After 5 equity offerings last week, there was not a single offering this week, and very little deal-making to speak of this week. And why would there be deals? Every school in the greater Houston area, it seems, was on Spring Break this week. Public schools in Memorial (Spring Branch ISD), West University (HISD), the Woodlands, plus private schools St. John’s, Kincaid and Episcopal were all off. Many MLPs are based in Houston, but a greater percentage of the bankers and lawyers that service them are located there. I expect they’ll get back to the work of deal making and accessing capital markets next week.
I was in Calgary this week (not for Spring Break). I heard a few times about a slightly different break in the spring, called spring breakup. Particular to Canada, spring breakup happens each year when roads are soft from frost melting and heavy equipment can’t travel on those roads, leading to less production activity for a month or so.
Maybe this week’s positive MLP price action represents some kind of thawing of the frost surrounding MLPs. Or maybe it’s just a pause on a path lower for MLPs, because risk-on forces were too soft to let anything heavy weigh on MLPs this week.
Winners & Losers
Marine MLPs led the way this week, with TOO and GMLP having strong weeks. TOO’s performance was the result of first oil on the Knarr development and TK’s floating production storage and offloading connected to it. TOO is expected to buy the FPSO from TK at some point in the first half of 2015. In the oil beta category, DPM showed signs of life, while HCLP traded up with commodity prices.
Even in a positive week, there was a wide range of returns this week.
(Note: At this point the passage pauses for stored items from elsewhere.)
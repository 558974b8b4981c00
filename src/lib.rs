// Copyright 2026 cest-mrf-seq Contributors
// SPDX-License-Identifier: Apache-2.0

//! CEST-MRF saturation / spin-lock sequence generator
//!
//! This crate turns a per-measurement acquisition table into an ordered,
//! time-accurate list of RF pulse, delay and acquisition blocks, and writes
//! it as a Pulseq or JSON protocol for scanners and Bloch simulators.
//!
//! # Architecture
//!
//! ```text
//! ┌──────────────────────┐   ┌──────────────────────┐
//! │ definitions (YAML /  │   │ schedule (ParaVision │
//! │ JSON)                │   │ MRF text file)       │
//! └──────────┬───────────┘   └──────────┬───────────┘
//!            └────────────┬─────────────┘
//!                         ▼
//!              SequenceDefinitions (validated)
//!                         │
//!                         ▼
//! ┌─────────────────────────────────────────────────┐
//! │ BlockSequenceAssembler                          │
//! │   PhaseState · PulseScheme · readout tail       │
//! └───────────────────────┬─────────────────────────┘
//!                         ▼
//!                 GeneratedSequence
//!                         │
//!            ┌────────────┴────────────┐
//!            ▼                         ▼
//!      PulseqEmitter              JsonEmitter
//! ```
//!
//! # Modules
//!
//! - [`config`]: Configuration management
//! - [`definitions`]: Definition sets and their validated form
//! - [`schedule`]: ParaVision fingerprinting schedule files
//! - [`sequence`]: Phase accumulation, scheme selection and block assembly
//! - [`emit`]: Pulseq and JSON protocol writers
//! - [`dictionary`]: Contracts for dictionary simulation and matching
//! - [`validation`]: Per-measurement physical checks
//! - [`error`]: Error types

pub mod config;
pub mod definitions;
pub mod dictionary;
pub mod emit;
pub mod error;
pub mod schedule;
pub mod sequence;
pub mod validation;

pub use config::Config;
pub use definitions::{SequenceDefinitionSet, SequenceDefinitions};
pub use emit::SequenceEmitter;
pub use error::{Error, Result};
pub use sequence::{BlockSequenceAssembler, GeneratedSequence};

#[cfg(test)]
pub mod test_utils;

/// Library version
pub const VERSION: &str = env!("CARGO_PKG_VERSION");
Oil’s bounce didn’t help the 3 upstream MLPs that made the bottom five this week, 2 of which were repeats from the bottom 5 last week.
The top 5 year to date continues to be dominated by small-cap, non MLP Index names. The bottom 5 continues to be dominated by commodity exposed MLPs, like EVEP, ARP and ARLP, as you would expect.
TOO climbed out of the bottom 5 with its big week. MMLP climbed back near the top of the sector. CPLP broke into the top 5, presumably on the news that it will be joining the Alerian MLP Index.
News of the (MLP) World
- Black Stone Minerals, L.P. (BSM) files initial registration statement for an MLP IPO to raise up to $100mm in gross proceeds (filing)
- BSM is one of the largest owners of oil & natural gas mineral interests in the U.S.
- BSM owns mineral interests in approximately 14.5mm acres, with an average 48.1% ownership interest in that acreage
- No IDRs
M&A / Growth Projects
- Magellan Midstream (MMP) announced that Anadarko Petroleum (APC) has exercised its option to acquire 20% of the Saddlehorn pipeline project (press release)
- The project will be owned 20% by APC, 40% by MMP and 40% by PAA
- Saddlehorn is a 550-mile pipeline project that will transport oil from the DJ Basin to storage facilities in Cushing, OK expected to cost $800-850mm to construct
- APC is the parent of Western Gas Partners (WES)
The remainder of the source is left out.